Healthcare professionals can improve their practise and minimise the risk of becoming subject to a fitness to practise investigation by reflecting on fitness to practise cases and learning from these.

The General Dental Council (GDC) is actively encouraging dentists and other dental practitioners to reflect on the outcome of fitness to practise procedures and to learn from these to improve their own practise.

The GDC regularly publish learning tools designed to help dentists and other dental practitioners understand the types of fitness to practise concerns raised and the different issues represented saying:

“We provide details of what happened following the initial assessment and the reasons for our actions. These insights will help you to reflect on your own practice and to learn from the experience of others… Most importantly, please think about any adjustments you might make that could improve the quality of care and services provided by you and your dental team.” 

Insights from GDC fitness to practise concerns: Jan to March 2019

The GDC’s insights report for the first quarter in 2019 shows that the number of complaints by the GDC continues to fall from 681 in 2015 to 342 in 2019.

Of the 342 complaints received, the majority (251) were opened for further investigation, 72 closed with no further action with the rest referred to another body or adjourned.

The insight provided by the GDC on the complaints that were opened for further investigation, 71 cases related to a single patient complaint, with 62 cases falling within the two following themes:

  • 33 – Cases related to a single conduct or behaviour concern e.g. putting personal gain before patient interest or a conviction (such as driving under the influence of alcohol or substance misuse).
  • 29 – Cases raised a single issue relating to clinical treatment. These included recommending treatment not clinically indicated, working outside of scope of practice, or concerns specific to procedures (e.g. orthodontics, examinations, implants).

Clinical treatment concerns

Of the 251 cases opened for investigation,86 cases (130 themes) related to clinical treatment. These were either issues with a specific procedure, such as an extraction, or issues raised regarding a wider treatment plan over several appointments e.g. orthodontics.

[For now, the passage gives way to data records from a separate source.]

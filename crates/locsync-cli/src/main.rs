use clap::{Parser, Subcommand};
use color_eyre::eyre::Result;
use locsync_services::{DownloadOptions, UploadOptions};
use std::io::IsTerminal;
use std::path::PathBuf;
use tracing::{debug, error, info};
use tracing_appender::rolling;
use tracing_subscriber::Layer;
use tracing_subscriber::{fmt, layer::SubscriberExt, util::SubscriberInitExt, EnvFilter};

#[derive(Parser)]
#[command(
    name = "locsync",
    version,
    about = "Sync translatable strings with the remote localization service"
)]
struct Cli {
    /// Disable colored output
    #[arg(long)]
    no_color: bool,

    #[command(subcommand)]
    cmd: Commands,
}

#[derive(Subcommand, Debug)]
enum Commands {
    /// Scan descriptor files, merge the catalog and upload it
    Upload {
        #[arg(long)]
        base_url: Option<String>,
        #[arg(long)]
        pid: Option<String>,
        #[arg(long)]
        group: Option<String>,
        #[arg(long)]
        loc_version: Option<String>,
        #[arg(long)]
        upload_language: Option<String>,
        #[arg(long)]
        file_pattern: Option<String>,
        #[arg(long, default_value = ".")]
        root: PathBuf,
        #[arg(long, default_value_t = false)]
        insecure: bool,
        /// Build and print the resource text without contacting the server
        #[arg(long, default_value_t = false)]
        dry_run: bool,
    },

    /// Download translations for every requested language
    Download {
        #[arg(long)]
        base_url: Option<String>,
        #[arg(long)]
        pid: Option<String>,
        #[arg(long)]
        group: Option<String>,
        #[arg(long)]
        loc_version: Option<String>,
        /// Target language code; may be given several times
        #[arg(long = "language")]
        languages: Vec<String>,
        #[arg(long)]
        output_path: Option<PathBuf>,
        /// Fail a language whose catalog comes back empty
        #[arg(long, default_value_t = false)]
        fail_empty: bool,
        #[arg(long, default_value_t = false)]
        insecure: bool,
    },
}

/// Resolve a required option from flag or config file, or bail with a
/// usage error.
fn require(name: &str, value: Option<String>) -> String {
    value.unwrap_or_else(|| {
        eprintln!("Error: missing required option --{name} (set it or add it to locsync.toml)");
        std::process::exit(2);
    })
}

trait Runnable {
    fn run(self, use_color: bool) -> Result<()>;
}

impl Runnable for Commands {
    fn run(self, use_color: bool) -> Result<()> {
        let cmd_name = format!("{:?}", self);
        info!("▶ Starting command: {}", cmd_name);

        let cfg = locsync_config::load_config().unwrap_or_default();

        let result = match self {
            Commands::Upload {
                base_url,
                pid,
                group,
                loc_version,
                upload_language,
                file_pattern,
                root,
                insecure,
                dry_run,
            } => {
                let opts = UploadOptions {
                    root,
                    file_pattern: file_pattern
                        .or(cfg.file_pattern)
                        .unwrap_or_else(|| "src/**/*.json".to_string()),
                    base_url: require("base-url", base_url.or(cfg.base_url)),
                    pid: require("pid", pid.or(cfg.pid)),
                    version: loc_version
                        .or(cfg.version)
                        .unwrap_or_else(|| "1.0".to_string()),
                    group: require("group", group.or(cfg.group)),
                    upload_language: upload_language
                        .or(cfg.upload_language)
                        .unwrap_or_else(|| "en".to_string()),
                    insecure: insecure || cfg.insecure.unwrap_or(false),
                    dry_run,
                };
                debug!(
                    "Upload args: root={:?} pattern={} url={} pid={} version={} group={} lang={} dry_run={}",
                    opts.root,
                    opts.file_pattern,
                    opts.base_url,
                    opts.pid,
                    opts.version,
                    opts.group,
                    opts.upload_language,
                    opts.dry_run
                );

                println!("Extracting messages from {}…", opts.file_pattern);
                let report = locsync_services::upload(&opts)?;
                println!("Found {} messages.", report.message_count);

                if report.dry_run {
                    println!("DRY-RUN: would upload the following resource text:");
                    print!("{}", report.resource_text);
                    return Ok(());
                }

                println!("Changes:");
                for change in &report.changes {
                    if use_color {
                        use owo_colors::OwoColorize;
                        println!("  {}", change.cyan());
                    } else {
                        println!("  {}", change);
                    }
                }
                println!("✔ Upload complete.");
                Ok(())
            }

            Commands::Download {
                base_url,
                pid,
                group,
                loc_version,
                languages,
                output_path,
                fail_empty,
                insecure,
            } => {
                let languages = if languages.is_empty() {
                    cfg.languages.unwrap_or_default()
                } else {
                    languages
                };
                if languages.is_empty() {
                    eprintln!("Error: at least one --language is required");
                    std::process::exit(2);
                }

                let opts = DownloadOptions {
                    base_url: require("base-url", base_url.or(cfg.base_url)),
                    pid: require("pid", pid.or(cfg.pid)),
                    version: loc_version
                        .or(cfg.version)
                        .unwrap_or_else(|| "1.0".to_string()),
                    group: require("group", group.or(cfg.group)),
                    languages,
                    output_path: output_path
                        .or(cfg.output_path.map(PathBuf::from))
                        .unwrap_or_else(|| PathBuf::from("src/translations")),
                    fail_empty: fail_empty || cfg.fail_empty.unwrap_or(false),
                    insecure: insecure || cfg.insecure.unwrap_or(false),
                };
                debug!(
                    "Download args: url={} pid={} version={} group={} languages={:?} out={:?} fail_empty={}",
                    opts.base_url,
                    opts.pid,
                    opts.version,
                    opts.group,
                    opts.languages,
                    opts.output_path,
                    opts.fail_empty
                );

                for language in &opts.languages {
                    println!("Loading translations for {language}…");
                }
                let outcomes = locsync_services::download(&opts)?;

                let mut failed = 0usize;
                for outcome in &outcomes {
                    match &outcome.result {
                        Ok(report) => {
                            println!(
                                "✔ Written {} messages to {}.",
                                report.keys,
                                report.path.display()
                            );
                        }
                        Err(e) => {
                            failed += 1;
                            if use_color {
                                use owo_colors::OwoColorize;
                                eprintln!("✖ {}: {e}", outcome.language.red());
                            } else {
                                eprintln!("✖ {}: {e}", outcome.language);
                            }
                        }
                    }
                }

                if failed > 0 {
                    eprintln!("{failed} of {} languages failed", outcomes.len());
                    std::process::exit(1);
                }
                Ok(())
            }
        };

        match &result {
            Ok(_) => info!("✔ Finished command: {}", cmd_name),
            Err(e) => error!("✖ Command {} failed: {:?}", cmd_name, e),
        }

        result
    }
}

fn init_tracing() -> tracing_appender::non_blocking::WorkerGuard {
    let file_appender = rolling::daily("logs", "locsync.log");
    let (file_writer, guard) = tracing_appender::non_blocking(file_appender);

    let console_layer = fmt::layer()
        .with_target(false)
        .with_writer(std::io::stderr)
        .with_filter(EnvFilter::try_from_default_env().unwrap_or_else(|_| EnvFilter::new("info")));

    let file_layer = fmt::layer()
        .with_ansi(false)
        .with_target(true)
        .with_writer(file_writer)
        .with_filter(EnvFilter::new("debug"));

    tracing_subscriber::registry()
        .with(console_layer)
        .with(file_layer)
        .init();

    guard
}

fn main() -> Result<()> {
    color_eyre::install()?;
    let _guard = init_tracing();

    let cli = Cli::parse();

    let use_color = !cli.no_color
        && std::io::stdout().is_terminal()
        && std::env::var_os("NO_COLOR").is_none();

    cli.cmd.run(use_color)
}
use std::fs::{self, File};
use std::io::{BufWriter, Write};
use std::iter::Peekable;
use std::path::{Path, PathBuf};
use std::str::Chars;

use locsync_core::{Catalog, CatalogEntry, Result, SyncError, TranslationMap, EMPTY_COMMENT};
use serde::Serialize;

/// Decode strings resource text into a catalog.
///
/// Tolerant of surrounding whitespace and blank lines. A `/* ... */` block
/// (possibly spanning lines) attaches to the next entry; entries without one
/// get the single-space default comment. Malformed entries fail with the
/// 1-based line number where the entry started.
pub fn parse_strings(text: &str) -> std::result::Result<Catalog, SyncError> {
    let lines: Vec<&str> = text.lines().collect();
    let mut catalog = Catalog::new();
    let mut pending_comment: Option<String> = None;
    let mut i = 0;

    while i < lines.len() {
        let line = lines[i].trim();
        let line_no = i + 1;

        if line.is_empty() {
            i += 1;
            continue;
        }

        if let Some(rest) = line.strip_prefix("/*") {
            // Comment block. The encoder escapes `*/` inside bodies, so the
            // first unescaped `*/` terminates the block.
            let mut body = String::new();
            let mut rest = rest.to_string();
            loop {
                if let Some(pos) = rest.find("*/") {
                    let tail = rest[pos + 2..].trim();
                    if !tail.is_empty() {
                        return Err(SyncError::MalformedResource {
                            line: line_no,
                            reason: "unexpected text after comment close".to_string(),
                        });
                    }
                    body.push_str(&rest[..pos]);
                    break;
                }
                body.push_str(&rest);
                body.push('\n');
                i += 1;
                match lines.get(i) {
                    Some(next) => rest = (*next).to_string(),
                    None => {
                        return Err(SyncError::MalformedResource {
                            line: line_no,
                            reason: "unterminated comment".to_string(),
                        })
                    }
                }
            }
            pending_comment = Some(unescape_comment(strip_one_space(&body)));
            i += 1;
            continue;
        }

        let (id, value) = parse_entry_line(line).map_err(|reason| SyncError::MalformedResource {
            line: line_no,
            reason,
        })?;
        let comment = pending_comment
            .take()
            .unwrap_or_else(|| EMPTY_COMMENT.to_string());
        catalog.insert(id, CatalogEntry {
            text: value,
            comment,
        });
        i += 1;
    }

    Ok(catalog)
}

/// Strip the single space the encoder pads the comment body with.
fn strip_one_space(body: &str) -> &str {
    let body = body.strip_prefix(' ').unwrap_or(body);
    body.strip_suffix(' ').unwrap_or(body)
}

fn unescape_comment(s: &str) -> String {
    let mut out = String::with_capacity(s.len());
    let mut chars = s.chars();
    while let Some(c) = chars.next() {
        if c == '\\' {
            match chars.next() {
                Some('\\') => out.push('\\'),
                Some('/') => out.push('/'),
                Some(other) => {
                    out.push('\\');
                    out.push(other);
                }
                None => out.push('\\'),
            }
        } else {
            out.push(c);
        }
    }
    out
}

/// Parse one `"key" = "value";` line.
fn parse_entry_line(line: &str) -> std::result::Result<(String, String), String> {
    let mut chars = line.chars().peekable();

    let key = parse_quoted(&mut chars)?;
    skip_spaces(&mut chars);
    if chars.next() != Some('=') {
        return Err("expected `=` after key".to_string());
    }
    skip_spaces(&mut chars);
    let value = parse_quoted(&mut chars)?;
    skip_spaces(&mut chars);
    if chars.next() != Some(';') {
        return Err("expected `;` after value".to_string());
    }
    skip_spaces(&mut chars);
    if chars.next().is_some() {
        return Err("unexpected trailing characters after entry".to_string());
    }

    Ok((key, value))
}

fn skip_spaces(chars: &mut Peekable<Chars>) {
    while chars.next_if(|c| c.is_whitespace()).is_some() {}
}

fn parse_quoted(chars: &mut Peekable<Chars>) -> std::result::Result<String, String> {
    if chars.next() != Some('"') {
        return Err("expected opening quote".to_string());
    }
    let mut out = String::new();
    while let Some(c) = chars.next() {
        match c {
            '"' => return Ok(out),
            '\\' => match chars.next() {
                Some('n') => out.push('\n'),
                Some('r') => out.push('\r'),
                Some('t') => out.push('\t'),
                Some('"') => out.push('"'),
                Some('\\') => out.push('\\'),
                Some(other) => out.push(other),
                None => return Err("unterminated string".to_string()),
            },
            _ => out.push(c),
        }
    }
    Err("unterminated string".to_string())
}

/// Project a decoded catalog into the flat id -> text map persisted per
/// language. Comments are dropped here.
pub fn project_translations(catalog: &Catalog) -> TranslationMap {
    catalog
        .iter()
        .map(|(id, entry)| (id.clone(), entry.text.clone()))
        .collect()
}

/// Write a translation map to `<out_dir>/<language>.json`, 4-space indented,
/// overwriting any existing file.
pub fn write_translation_map(
    out_dir: &Path,
    language: &str,
    map: &TranslationMap,
) -> Result<PathBuf> {
    fs::create_dir_all(out_dir)?;
    let path = out_dir.join(format!("{language}.json"));
    let file = File::create(&path)?;
    let mut writer = BufWriter::new(file);

    // serde_json's pretty printer indents with 2 spaces; the persisted
    // artifact uses 4.
    let formatter = serde_json::ser::PrettyFormatter::with_indent(b"    ");
    let mut ser = serde_json::Serializer::with_formatter(&mut writer, formatter);
    map.serialize(&mut ser)?;
    writer.flush()?;

    Ok(path)
}
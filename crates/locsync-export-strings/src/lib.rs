use locsync_core::Catalog;

/// Escape a key or value for the strings format:
/// \ -> \\, " -> \", \n -> \n, \r -> \r, \t -> \t
/// Everything structurally significant is escaped, so entries always fit
/// on one line and decode back exactly.
fn escape_strings(s: &str) -> String {
    let mut out = String::with_capacity(s.len() + 8);
    for ch in s.chars() {
        match ch {
            '\\' => out.push_str("\\\\"),
            '"' => out.push_str("\\\""),
            '\n' => out.push_str("\\n"),
            '\r' => out.push_str("\\r"),
            '\t' => out.push_str("\\t"),
            _ => out.push(ch),
        }
    }
    out
}

/// Escape a comment body: \ -> \\ and the closing delimiter */ -> *\/
/// so a comment can never terminate itself early. Newlines stay literal,
/// the comment block simply spans lines.
fn escape_comment(s: &str) -> String {
    let mut out = String::with_capacity(s.len() + 8);
    let mut chars = s.chars().peekable();
    while let Some(ch) = chars.next() {
        match ch {
            '\\' => out.push_str("\\\\"),
            '*' if chars.peek() == Some(&'/') => {
                chars.next();
                out.push_str("*\\/");
            }
            _ => out.push(ch),
        }
    }
    out
}

/// Encode a catalog into the line-oriented strings resource text.
///
/// Each entry renders as `"id" = "text";`, preceded by `/* comment */` when
/// the comment is non-blank (the single-space default is blank and produces
/// no comment line). Entries are emitted in catalog order.
pub fn compile_strings(catalog: &Catalog) -> String {
    let mut out = String::new();

    for (id, entry) in catalog {
        if !entry.comment.trim().is_empty() {
            out.push_str("/* ");
            out.push_str(&escape_comment(&entry.comment));
            out.push_str(" */\n");
        }
        out.push('"');
        out.push_str(&escape_strings(id));
        out.push_str("\" = \"");
        out.push_str(&escape_strings(&entry.text));
        out.push_str("\";\n\n");
    }

    out
}
use std::collections::BTreeMap;

use serde::{Deserialize, Serialize};
use thiserror::Error;

pub mod merge;

/// Workspace-wide result alias.
pub type Result<T> = color_eyre::eyre::Result<T>;

/// One occurrence of a translatable string reported by the scanner.
/// Several occurrences may share an `id`; the merger collapses them and
/// rejects the ones that disagree.
#[derive(Debug, Clone, Serialize, Deserialize)]
pub struct MessageDescriptor {
    pub id: String,
    #[serde(rename = "defaultMessage")]
    pub default_message: String,
    #[serde(default)]
    pub description: Option<Description>,
}

/// Descriptor metadata as extraction tools emit it: either a bare comment
/// string, or a structured value with an optional comment and an optional
/// "leave me out of the upload" flag.
#[derive(Debug, Clone, Serialize, Deserialize)]
#[serde(untagged)]
pub enum Description {
    Plain(String),
    Structured {
        comment: Option<String>,
        #[serde(rename = "skipUpload")]
        skip_upload: Option<bool>,
    },
}

impl MessageDescriptor {
    /// True when the descriptor asked to be left out of the upload catalog.
    pub fn skip_upload(&self) -> bool {
        matches!(
            self.description,
            Some(Description::Structured {
                skip_upload: Some(true),
                ..
            })
        )
    }

    /// Comment as the merger sees it: plain strings verbatim, structured
    /// comments when present, empty otherwise.
    pub fn resolved_comment(&self) -> &str {
        match &self.description {
            Some(Description::Plain(s)) => s,
            Some(Description::Structured {
                comment: Some(c), ..
            }) => c,
            _ => "",
        }
    }
}

/// Canonical deduplicated record for one id.
/// `comment` is never empty: the strings format cannot carry an empty
/// comment field, so a missing comment is stored as a single space.
#[derive(Debug, Clone, PartialEq, Eq, Serialize, Deserialize)]
pub struct CatalogEntry {
    pub text: String,
    pub comment: String,
}

/// Deduplicated mapping id -> entry. Built once per upload or download
/// operation, never persisted between runs.
pub type Catalog = BTreeMap<String, CatalogEntry>;

/// Flat id -> translated text projection persisted per language.
pub type TranslationMap = BTreeMap<String, String>;

/// Comment stored for entries that carry none.
pub const EMPTY_COMMENT: &str = " ";

#[derive(Debug, Error)]
pub enum SyncError {
    #[error("failed to scan {path}: {reason}")]
    Scan { path: String, reason: String },

    #[error("duplicate message id {id:?}, but the `defaultMessage` are different: {conflicting:?} != {existing:?}")]
    DuplicateMessage {
        id: String,
        existing: String,
        conflicting: String,
    },

    #[error("duplicate message id {id:?}, but the `description` are different: {conflicting:?} != {existing:?}")]
    DuplicateComment {
        id: String,
        existing: String,
        conflicting: String,
    },

    #[error("malformed resource text at line {line}: {reason}")]
    MalformedResource { line: usize, reason: String },

    #[error("no localization keys found for {language:?}")]
    EmptyCatalog { language: String },
}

The following are examples of cases opened in Q1 2019 with issues relating to clinical treatment:

  • A patient contacted us about orthodontic treatment performed by a dental professional. The concern stated that the treatment had taken longer than expected and was incomplete, due to dental supplier payment issues at the practice. The patient raised additional conduct concerns and, overall, the decision group judged that the potential risk of patient harm and potential damage to public confidence in dental professions was at a level that warranted further investigation.
  • A patient raised concerns over a check-up conducted without the removal dentures, which they felt could have prevented adequate screening of their soft tissues. Further, it was alleged that the dental professional had acted unprofessionally towards the patient. The information provided by the patient suggested that harm may have been caused as a result of the treatment received. Therefore, the case was opened for further investigation.